Fatal accident, April 1904[edit | edit source]

In April 1904 a miner died after an accident in the cage:

THE BAND AND LOCH FATALITY. THE INQUEST ON JOHN M'ALLISTER. HOW THE ACCIDENT OCCURRED. The inquest into the circumstance at tending death of the miner John M'Allister, who was killed at the Band and Loch mine on April 1st, was resumed yesterday, before Mr Dickson, P.M. Mr Fred. Ham appeared for the widow and children, and Mr H. S. Barret for the company, while the case for the police was conducted by Detective Rogerson.

Dr Hardy deposed to having made a post mortem examination of the body of deceased. There were no marks of violence on the body, but a fracture of the spine could be felt, and blood had entered into the spinal cord. Death was due to heart failure, the result of fracture of the spine. To Mr Ham—The spine was fractured at the base of the neck. That could be caused from bending of the head forward.

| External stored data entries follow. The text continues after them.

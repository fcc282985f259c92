use common_enums::{AttemptStatus, RefundStatus};
use common_utils::types::MinorUnit;
use router::core::payments::PaymentOptions;
use serde_json::json;
use wiremock::{
    matchers::{body_partial_json, body_string_contains, header, method, path},
    Mock, MockServer, ResponseTemplate,
};

use crate::utils::{self, get_connector_transaction_id};

fn succeeded_transaction(id: &str) -> serde_json::Value {
    json!({
        "id": id,
        "status": "succeeded",
        "amount": 1050,
        "currency": "BRL",
        "payment_type": "credit"
    })
}

#[tokio::test]
async fn should_make_a_successful_purchase() {
    let server = MockServer::start().await;
    Mock::given(method("POST"))
        .and(path(format!(
            "/v1/customers/{}/transactions",
            utils::CUSTOMER_ID
        )))
        .and(header(
            "Authorization",
            format!("Bearer {}", utils::ACCESS_TOKEN).as_str(),
        ))
        .and(body_partial_json(json!({
            "payment_type": "credit",
            "capture": true,
            "source": {
                "amount": 1050,
                "currency": "BRL",
                "usage": "single_use",
                "type": "card",
                "card": {
                    "card_number": "4111111111111111",
                    "card_expiration_date": "09/2027"
                }
            }
        })))
        .respond_with(ResponseTemplate::new(200).set_body_json(succeeded_transaction("txn_1")))
        .expect(1)
        .mount(&server)
        .await;

    let gateway = utils::gateway_for(&server.uri());
    let response = gateway
        .purchase(
            MinorUnit::new(1050),
            utils::test_card(),
            PaymentOptions::default(),
        )
        .await;

    assert_eq!(response.status, AttemptStatus::Charged);
    assert_eq!(
        get_connector_transaction_id(response.response),
        Some("txn_1".to_string())
    );
}

#[tokio::test]
async fn should_authorize_without_capturing() {
    let server = MockServer::start().await;
    Mock::given(method("POST"))
        .and(path(format!(
            "/v1/customers/{}/transactions",
            utils::CUSTOMER_ID
        )))
        .and(body_partial_json(json!({ "capture": false })))
        .respond_with(ResponseTemplate::new(200).set_body_json(succeeded_transaction("txn_2")))
        .expect(1)
        .mount(&server)
        .await;

    let gateway = utils::gateway_for(&server.uri());
    let response = gateway
        .authorize(
            MinorUnit::new(1050),
            utils::test_card(),
            PaymentOptions::default(),
        )
        .await;

    assert_eq!(response.status, AttemptStatus::Authorized);
}

#[tokio::test]
async fn non_succeeded_status_is_a_failure_outcome() {
    let server = MockServer::start().await;
    Mock::given(method("POST"))
        .respond_with(ResponseTemplate::new(200).set_body_json(json!({
            "id": "txn_3",
            "status": "failed"
        })))
        .mount(&server)
        .await;

    let gateway = utils::gateway_for(&server.uri());
    let response = gateway
        .purchase(
            MinorUnit::new(1050),
            utils::test_card(),
            PaymentOptions::default(),
        )
        .await;

    assert_eq!(response.status, AttemptStatus::AuthorizationFailed);
    let error = response.response.unwrap_err();
    assert_eq!(error.connector_transaction_id, Some("txn_3".to_string()));
}

#[tokio::test]
async fn declined_payment_preserves_vendor_error_detail() {
    let server = MockServer::start().await;
    Mock::given(method("POST"))
        .respond_with(ResponseTemplate::new(402).set_body_json(json!({
            "error": {
                "category": "card_declined",
                "message": "Insufficient funds",
                "status_code": 402
            }
        })))
        .mount(&server)
        .await;

    let gateway = utils::gateway_for(&server.uri());
    let response = gateway
        .purchase(
            MinorUnit::new(1050),
            utils::test_card(),
            PaymentOptions::default(),
        )
        .await;

    let error = response.response.unwrap_err();
    assert_eq!(error.status_code, 402);
    assert_eq!(error.code, "card_declined");
    assert_eq!(error.message, "Insufficient funds");
}

#[tokio::test]
async fn unparseable_error_body_still_yields_an_outcome() {
    let server = MockServer::start().await;
    Mock::given(method("POST"))
        .respond_with(ResponseTemplate::new(402).set_body_string("gateway exploded"))
        .mount(&server)
        .await;

    let gateway = utils::gateway_for(&server.uri());
    let response = gateway
        .purchase(
            MinorUnit::new(1050),
            utils::test_card(),
            PaymentOptions::default(),
        )
        .await;

    let error = response.response.unwrap_err();
    assert_eq!(error.message, "Failed to deserialize connector response");
}

#[tokio::test]
async fn should_capture_an_authorized_payment() {
    let server = MockServer::start().await;
    Mock::given(method("POST"))
        .and(path(format!(
            "/v1/customers/{}/transactions/txn_4/capture",
            utils::CUSTOMER_ID
        )))
        .and(body_partial_json(json!({ "amount": 1050 })))
        .respond_with(ResponseTemplate::new(200).set_body_json(succeeded_transaction("txn_4")))
        .expect(1)
        .mount(&server)
        .await;

    let gateway = utils::gateway_for(&server.uri());
    let response = gateway
        .capture(MinorUnit::new(1050), "txn_4", PaymentOptions::default())
        .await;

    assert_eq!(response.status, AttemptStatus::Charged);
}

#[tokio::test]
async fn should_void_an_authorized_payment() {
    let server = MockServer::start().await;
    Mock::given(method("POST"))
        .and(path(format!(
            "/v1/customers/{}/transactions/txn_5/void",
            utils::CUSTOMER_ID
        )))
        .respond_with(ResponseTemplate::new(200).set_body_json(succeeded_transaction("txn_5")))
        .expect(1)
        .mount(&server)
        .await;

    let gateway = utils::gateway_for(&server.uri());
    let response = gateway.void("txn_5", PaymentOptions::default()).await;

    assert_eq!(response.status, AttemptStatus::Voided);
}

#[tokio::test]
async fn should_refund_a_settled_payment() {
    let server = MockServer::start().await;
    Mock::given(method("POST"))
        .and(path(format!(
            "/v1/customers/{}/transactions/txn_6/refund",
            utils::CUSTOMER_ID
        )))
        .and(body_partial_json(json!({ "amount": 500 })))
        .respond_with(ResponseTemplate::new(200).set_body_json(json!({
            "id": "ref_1",
            "status": "succeeded"
        })))
        .expect(1)
        .mount(&server)
        .await;

    let gateway = utils::gateway_for(&server.uri());
    let response = gateway
        .refund(MinorUnit::new(500), "txn_6", PaymentOptions::default())
        .await;

    let refund = response.response.unwrap();
    assert_eq!(refund.connector_refund_id, "ref_1");
    assert_eq!(refund.refund_status, RefundStatus::Success);
}

#[tokio::test]
async fn verify_authorizes_then_voids() {
    let server = MockServer::start().await;
    Mock::given(method("POST"))
        .and(path(format!(
            "/v1/customers/{}/transactions",
            utils::CUSTOMER_ID
        )))
        .and(body_partial_json(json!({ "capture": false, "source": { "amount": 100 } })))
        .respond_with(ResponseTemplate::new(200).set_body_json(succeeded_transaction("txn_7")))
        .expect(1)
        .mount(&server)
        .await;
    Mock::given(method("POST"))
        .and(path(format!(
            "/v1/customers/{}/transactions/txn_7/void",
            utils::CUSTOMER_ID
        )))
        .respond_with(ResponseTemplate::new(200).set_body_json(succeeded_transaction("txn_7")))
        .expect(1)
        .mount(&server)
        .await;

    let gateway = utils::gateway_for(&server.uri());
    let response = gateway
        .verify(utils::test_card(), PaymentOptions::default())
        .await;

    assert_eq!(response.status, AttemptStatus::Authorized);
    assert_eq!(
        get_connector_transaction_id(response.response),
        Some("txn_7".to_string())
    );
}

#[tokio::test]
async fn verify_reports_the_authorization_even_when_the_void_fails() {
    let server = MockServer::start().await;
    Mock::given(method("POST"))
        .and(path(format!(
            "/v1/customers/{}/transactions",
            utils::CUSTOMER_ID
        )))
        .respond_with(ResponseTemplate::new(200).set_body_json(succeeded_transaction("txn_8")))
        .expect(1)
        .mount(&server)
        .await;
    Mock::given(method("POST"))
        .and(path(format!(
            "/v1/customers/{}/transactions/txn_8/void",
            utils::CUSTOMER_ID
        )))
        .respond_with(ResponseTemplate::new(500).set_body_string("internal error"))
        .expect(1)
        .mount(&server)
        .await;

    let gateway = utils::gateway_for(&server.uri());
    let response = gateway
        .verify(utils::test_card(), PaymentOptions::default())
        .await;

    assert_eq!(response.status, AttemptStatus::Authorized);
    assert_eq!(
        get_connector_transaction_id(response.response),
        Some("txn_8".to_string())
    );
}

#[tokio::test]
async fn form_encoding_can_be_selected_through_connector_metadata() {
    let server = MockServer::start().await;
    Mock::given(method("POST"))
        .and(path(format!(
            "/v1/customers/{}/transactions",
            utils::CUSTOMER_ID
        )))
        .and(body_string_contains(
            "source[card][card_number]=4111111111111111",
        ))
        .and(body_string_contains("source[amount]=1050"))
        .respond_with(ResponseTemplate::new(200).set_body_json(succeeded_transaction("txn_9")))
        .expect(1)
        .mount(&server)
        .await;

    let gateway = utils::gateway_for(&server.uri())
        .with_connector_metadata(json!({ "use_form_encoding": true }));
    let response = gateway
        .purchase(
            MinorUnit::new(1050),
            utils::test_card(),
            PaymentOptions::default(),
        )
        .await;

    assert_eq!(response.status, AttemptStatus::Charged);
}

#[tokio::test]
async fn transcripts_are_scrubbed_before_logging() {
    let server = MockServer::start().await;
    let gateway = utils::gateway_for(&server.uri());
    assert!(gateway.supports_scrubbing());

    let transcript = format!(
        "POST /v1/customers/{}/transactions\nAuthorization: Bearer {}\n{{\"source\":{{\"card\":{{\"card_number\":\"4111111111111111\",\"card_cvv\":\"123\"}}}}}}",
        utils::CUSTOMER_ID,
        utils::ACCESS_TOKEN,
    );
    let scrubbed = gateway.scrub(&transcript);

    assert!(!scrubbed.contains("4111111111111111"));
    assert!(!scrubbed.contains(utils::ACCESS_TOKEN));
    assert!(scrubbed.contains("/v1/customers/1042/transactions"));
}

#[tokio::test]
async fn slow_connector_times_out_into_a_structured_outcome() {
    let server = MockServer::start().await;
    Mock::given(method("POST"))
        .respond_with(
            ResponseTemplate::new(200)
                .set_body_json(succeeded_transaction("txn_10"))
                .set_delay(std::time::Duration::from_secs(3)),
        )
        .mount(&server)
        .await;

    let mut settings = router::configs::Settings::default();
    settings.connectors.recebee.base_url = server.uri();
    settings.request_timeout = 1;
    let gateway = utils::gateway_with_settings(settings);

    let response = gateway
        .purchase(
            MinorUnit::new(1050),
            utils::test_card(),
            PaymentOptions::default(),
        )
        .await;

    let error = response.response.unwrap_err();
    assert_eq!(error.code, "TIMEOUT");
    assert_eq!(error.status_code, 504);
}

Would it not have to come into contact with something? Mere bending would not break a neck. Mr Barrett:—Wouldn’t it- A wrestler can break a man’s neck. Dr Hardy—Of course, there must have been considerable pressure. The Coroner—Was he a man likely to have lived for a long time?Dr Hardy—Yes; he was a normally healthy man. Death was the result of direct violence.

Elizabeth M'Allister, widow of the deceased, said that her husband was on day shift, 8 a.m. to 4 p.m., on the day of the fatality. He was in good health. She was in church, it being Good Friday, and was called out about 12.30, and went to the Hospital. Her husband told her that he was thankful that his life had been spared, and that he had not fainted or lost his reason. He said he was paralysed from his chest down. She asked him how the accident happened, and he told her that he had one foot in the cage when it dropped, and he was pinned between the cage and the shaft. She visited him daily up to the time of his death, at 6.30 on the evening of the 9th April. On the Tuesday after the accident she asked him whose fault it was, and he said that he did not know. It was someone s fault, but he could not say whose. To Mr Ham—Her husband had been a miner for many years. He had been married eleven years, and had been working at the Band and Loch for about two years. To Mr Barrett—The night before Good Friday she asked her husband if he was going to work in the morning, and he said “Yes." To the coroner—Her husband was always a temperate man, and for about three weeks before the accident he did not take any drink. He was not in any lodge, but belonged to the Miners’ Association. His life was insured for a little, but not against accident.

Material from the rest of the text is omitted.